The Danube Legion (Legia Naddunajska; Legion du Danube) was a Polish Legion of the French Revolutionary Army which existed from 1799 to 1803.

It was renamed as the 3rd Polish Half-Brigade in December 1801 and the 113th Line Infantry Half-Brigade on September 1802, before being amalgamated with the 114th Line Infantry Half-Brigade in 1803.

==Creation==

The Danube Legion was raised on 8 September 1799 in the Batavian Republic by Brigadier-General Karol Kniaziewicz. One of the French Revolutionary Army's Polish Legions, its ranks consisted of Polish volunteers and Austrian Army prisoners of war who were ethnic Poles. At its establishment, the unit consisted of four infantry battalions with a theoretical strength of 1,230 men each, an uhlan regiment theoretically 928 men strong and a field artillery company. With a general staff of 15 officers, the Danube Legion was placed under Kniaziewicz's direct command and made available for French military operations.

==Service in Germany and Italy==

The Danube Legion was subsequently sent to Southern Germany and assigned to the Army of the Rhine, serving under Divisional-General Jean Victor Marie Moreau and being stationed at Berg and Offenburg; in May 1800, French records indicated the unit consisted of 2,769 officers and soldiers. It was sent to garrison Philippsbourg in France after the Armistice of Parsdorf was signed between France and Austria on 15 July 1800, before being dispatched to Italy and integrated into Divisional-General Charles Mathieu Isidore Decaen's 3rd Division. Once the armistice lapsed on 12 November, hostilities between the French and Austrians resumed, and the Danube Legion fought under Moreau at the Battle of Hohenlinden on 3 December, a major French victory over an Austro-Bavarian army which led the Austrians to seek peace terms with France. The unit suffered heavy personnel losses between the battle's end and 25 December.

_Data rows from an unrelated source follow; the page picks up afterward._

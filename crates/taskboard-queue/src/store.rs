//! Store access seam and its Redis implementation.

use std::collections::HashMap;
use std::time::Duration;

use async_trait::async_trait;
use redis::aio::MultiplexedConnection;
use redis::AsyncCommands;
use tracing::{debug, info};

use crate::error::{QueueError, QueueResult};
use crate::scripts::QueryScript;

/// Read-only operations the inspection engine needs from the store.
///
/// Implementations must be safe to share between concurrent requests.
#[async_trait]
pub trait QueueStore: Send + Sync {
    /// Execute a query script atomically on the server.
    async fn eval(
        &self,
        script: &QueryScript,
        keys: &[String],
        args: &[String],
    ) -> QueueResult<redis::Value>;

    /// Register a script with the server, which also validates its syntax.
    async fn load_script(&self, script: &QueryScript) -> QueueResult<()>;

    /// All fields of a hash. Empty when the key does not exist.
    async fn hash_fields(&self, key: &str) -> QueueResult<HashMap<String, String>>;

    /// Members of a state index newest first, `start..=stop` inclusive.
    ///
    /// Sorted-set indexes are read by descending score; list indexes
    /// (`wait`, `active`) from the head, where new jobs are pushed.
    async fn index_range_rev(&self, key: &str, start: isize, stop: isize) -> QueueResult<Vec<String>>;

    /// Number of members in a state index. Zero when it does not exist.
    async fn index_len(&self, key: &str) -> QueueResult<u64>;

    async fn ping(&self) -> QueueResult<()>;
}

/// PEM material for mutual TLS.
#[derive(Debug, Clone, Default)]
pub struct TlsMaterial {
    pub client_cert: Option<Vec<u8>>,
    pub client_key: Option<Vec<u8>>,
    pub root_cert: Option<Vec<u8>>,
}

/// How to reach the store.
#[derive(Debug, Clone)]
pub struct RedisOptions {
    /// `redis://` or `rediss://` URL
    pub url: String,
    /// Extra certificates for `rediss://` connections
    pub tls: Option<TlsMaterial>,
    /// Bound on establishing the connection
    pub connect_timeout: Duration,
}

impl RedisOptions {
    fn client(&self) -> QueueResult<redis::Client> {
        match &self.tls {
            Some(tls) if tls.has_certificates() => {
                let client_tls = match (&tls.client_cert, &tls.client_key) {
                    (Some(cert), Some(key)) => Some(redis::ClientTlsConfig {
                        client_cert: cert.clone(),
                        client_key: key.clone(),
                    }),
                    _ => None,
                };
                let certs = redis::TlsCertificates {
                    client_tls,
                    root_cert: tls.root_cert.clone(),
                };
                Ok(redis::Client::build_with_tls(self.url.as_str(), certs)?)
            }
            _ => Ok(redis::Client::open(self.url.as_str())?),
        }
    }
}

impl TlsMaterial {
    fn has_certificates(&self) -> bool {
        self.root_cert.is_some() || (self.client_cert.is_some() && self.client_key.is_some())
    }
}

/// Redis-backed store sharing one multiplexed connection.
#[derive(Clone)]
pub struct RedisStore {
    conn: MultiplexedConnection,
}

impl RedisStore {
    /// Connect and verify the server answers.
    pub async fn connect(options: &RedisOptions) -> QueueResult<Self> {
        let client = options
            .client()
            .map_err(|e| QueueError::connection_failed(format!("invalid Redis settings: {e}")))?;

        let conn = tokio::time::timeout(
            options.connect_timeout,
            client.get_multiplexed_async_connection(),
        )
        .await
        .map_err(|_| {
            QueueError::connection_failed(format!(
                "timed out after {:?}",
                options.connect_timeout
            ))
        })?
        .map_err(|e| QueueError::connection_failed(e.to_string()))?;

        let store = Self { conn };
        store
            .ping()
            .await
            .map_err(|e| QueueError::connection_failed(e.to_string()))?;

        info!("Connected to Redis");
        Ok(store)
    }
}

/// Redis type of a state index key.
#[derive(Debug, Clone, Copy, PartialEq, Eq)]
enum IndexKind {
    SortedSet,
    List,
    Missing,
}

impl RedisStore {
    async fn index_kind(&self, conn: &mut MultiplexedConnection, key: &str) -> QueueResult<IndexKind> {
        let kind: String = redis::cmd("TYPE").arg(key).query_async(conn).await?;
        match kind.as_str() {
            "zset" => Ok(IndexKind::SortedSet),
            "list" => Ok(IndexKind::List),
            "none" => Ok(IndexKind::Missing),
            other => Err(QueueError::unexpected_reply(
                "type",
                format!("{key} is a {other}, not a job index"),
            )),
        }
    }
}

#[async_trait]
impl QueueStore for RedisStore {
    async fn eval(
        &self,
        script: &QueryScript,
        keys: &[String],
        args: &[String],
    ) -> QueueResult<redis::Value> {
        let mut conn = self.conn.clone();
        let mut invocation = script.script().prepare_invoke();
        for key in keys {
            invocation.key(key);
        }
        for arg in args {
            invocation.arg(arg);
        }
        let value: redis::Value = invocation.invoke_async(&mut conn).await?;
        Ok(value)
    }

    async fn load_script(&self, script: &QueryScript) -> QueueResult<()> {
        let mut conn = self.conn.clone();
        let hash = script.script().prepare_invoke().load_async(&mut conn).await?;
        debug!(script = %script.name(), hash = %hash, "Loaded query script");
        Ok(())
    }

    async fn hash_fields(&self, key: &str) -> QueueResult<HashMap<String, String>> {
        let mut conn = self.conn.clone();
        let fields: HashMap<String, String> = conn.hgetall(key).await?;
        Ok(fields)
    }

    async fn index_range_rev(&self, key: &str, start: isize, stop: isize) -> QueueResult<Vec<String>> {
        let mut conn = self.conn.clone();
        let ids: Vec<String> = match self.index_kind(&mut conn, key).await? {
            IndexKind::SortedSet => conn.zrevrange(key, start, stop).await?,
            IndexKind::List => conn.lrange(key, start, stop).await?,
            IndexKind::Missing => Vec::new(),
        };
        Ok(ids)
    }

    async fn index_len(&self, key: &str) -> QueueResult<u64> {
        let mut conn = self.conn.clone();
        let len: u64 = match self.index_kind(&mut conn, key).await? {
            IndexKind::SortedSet => conn.zcard(key).await?,
            IndexKind::List => conn.llen(key).await?,
            IndexKind::Missing => 0,
        };
        Ok(len)
    }

    async fn ping(&self) -> QueueResult<()> {
        let mut conn = self.conn.clone();
        redis::cmd("PING").query_async::<()>(&mut conn).await?;
        Ok(())
    }
}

On 9 February 1801, the Treaty of Lunéville was signed, ending the war between France and Austria. To the disappointment of Polish troops in French service, the treaty made no mention of Poland, even though they expected to march on and liberate it from Austrian, Prussian and Russian occupation. The treaty also downsized the Polish Legions, who were stationed in the newly-formed Kingdom of Etruria for internal security duties. Many Polish officers and soldiers felt used by the French and resigned in response, including Kniaziewicz. In March 1801 at Milan, General Jan Henryk Dąbrowski reorganised Polish troops in French service into two units each approximately 6,000 strong, one of which was the Danube Legion. Two months later in May, Brigadier-General Władysław Franciszek Jabłonowski was appointed to command the unit, and on 21 December the Danube Legion was renamed the 3rd Polish Half-Brigade.

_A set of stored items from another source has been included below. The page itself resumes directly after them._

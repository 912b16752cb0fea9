//! Per-state job counts.

use taskboard_models::{JobCounts, JobState, QueueName};
use tracing::warn;

use crate::error::QueueResult;
use crate::inspector::QueueInspector;

impl QueueInspector {
    /// Count every canonical state of `queue` in one atomic script execution.
    ///
    /// Counts are matched to states by the names echoed in the reply; a state
    /// the reply does not mention stays at zero.
    pub async fn count_job_states(&self, queue: &QueueName) -> QueueResult<JobCounts> {
        let queue_key = self.keys.queue_key(queue);
        let suffixes = JobState::ALL.map(|state| state.index_suffix());

        let pairs = self
            .bounded(
                "count_states",
                self.scripts.count_states(&*self.store, &queue_key, &suffixes),
            )
            .await?;

        let mut counts = JobCounts::default();
        for (suffix, count) in pairs {
            match JobState::from_index_suffix(&suffix) {
                Some(state) => counts.set(state, count),
                None => warn!(queue = %queue, suffix = %suffix, "Ignoring count for unknown state"),
            }
        }
        Ok(counts)
    }
}
//! taskboard binary.

use anyhow::Context;
use clap::{CommandFactory, Parser};
use tracing::{error, info};
use tracing_subscriber::{fmt, prelude::*, EnvFilter};

use taskboard_api::cli::{Cli, Command, ServeArgs};
use taskboard_api::error::hide_internal_detail;
use taskboard_api::{create_router, metrics, AppConfig, AppState};
use taskboard_queue::QueueInspector;

#[tokio::main]
async fn main() {
    dotenvy::dotenv().ok();

    // rustls 0.23 needs a process-wide crypto provider for rediss:// connections
    let _ = rustls::crypto::ring::default_provider().install_default();

    init_tracing();

    let cli = Cli::parse();
    let result = match cli.command {
        Some(Command::Serve(args)) => serve(args).await,
        None => Cli::command().print_help().map_err(Into::into),
    };

    if let Err(e) = result {
        error!("{e:#}");
        std::process::exit(1);
    }
}

fn init_tracing() {
    let use_json = std::env::var("LOG_FORMAT")
        .map(|v| v.eq_ignore_ascii_case("json"))
        .unwrap_or(false);

    let env_filter = EnvFilter::try_from_default_env().unwrap_or_else(|_| EnvFilter::new("taskboard=info"));

    if use_json {
        tracing_subscriber::registry()
            .with(fmt::layer().json())
            .with(env_filter)
            .init();
    } else {
        tracing_subscriber::registry()
            .with(
                fmt::layer()
                    .with_ansi(true)
                    .with_target(true)
                    .with_thread_ids(false)
                    .with_file(false)
                    .with_line_number(false),
            )
            .with(env_filter)
            .init();
    }
}

async fn serve(args: ServeArgs) -> anyhow::Result<()> {
    info!("Starting taskboard");

    let mut config = AppConfig::load(args.config.as_deref())?;
    if let Some(port) = args.port {
        config.api.port = port;
    }
    hide_internal_detail(config.api.is_production());
    info!(
        host = %config.api.host,
        port = config.api.port,
        namespace = %config.queue.prefix,
        "Loaded configuration"
    );

    let redis = config.redis.to_options()?;
    let inspector = QueueInspector::connect(&redis, config.queue.to_inspector_config())
        .await
        .context("Failed to start queue inspector")?;

    let metrics_handle = if config.api.metrics_enabled {
        info!("Prometheus metrics enabled at /metrics");
        Some(metrics::init_metrics()?)
    } else {
        None
    };

    let app = create_router(AppState::new(config.api.clone(), inspector), metrics_handle);

    let listener = tokio::net::TcpListener::bind((config.api.host.as_str(), config.api.port))
        .await
        .with_context(|| format!("Failed to bind {}:{}", config.api.host, config.api.port))?;
    info!("Listening on {}", listener.local_addr()?);

    axum::serve(listener, app)
        .with_graceful_shutdown(shutdown_signal())
        .await?;

    info!("Server shutdown complete");
    Ok(())
}

async fn shutdown_signal() {
    if let Err(e) = tokio::signal::ctrl_c().await {
        error!("Failed to listen for shutdown signal: {e}");
        std::future::pending::<()>().await;
    }
    info!("Received shutdown signal");
}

==Service in Saint-Domingue==

In May 1802, the French government ordered the 3rd Polish Half-Brigade to be sent to the West Indian colony of Saint-Domingue, which an expeditionary force under Divisional-General Charles Leclerc had retaken from autonomous Black commander Toussaint Louverture. Dąbrowski complained about the posting from his headquarters in Milan, but subsequently acquiesced. Stanisław Fiszer turned down an officer to command the unit and returned to Poland, resulting in Frenchman Fortunat Bernard being appointed as the half-brigade's commander in his stead. After a storm thwarted an initial attempt to depart, the 3rd Polish Half-Brigade left Livorno onboard a French fleet on 17 May, reaching Cádiz on 11 July. There, Bernard requested the French government reorganise his unit into a regular line infantry half-brigade. The fleet set sail again on 24 July, where most of the unit's soldiers were informed they were bound for Saint-Domingue.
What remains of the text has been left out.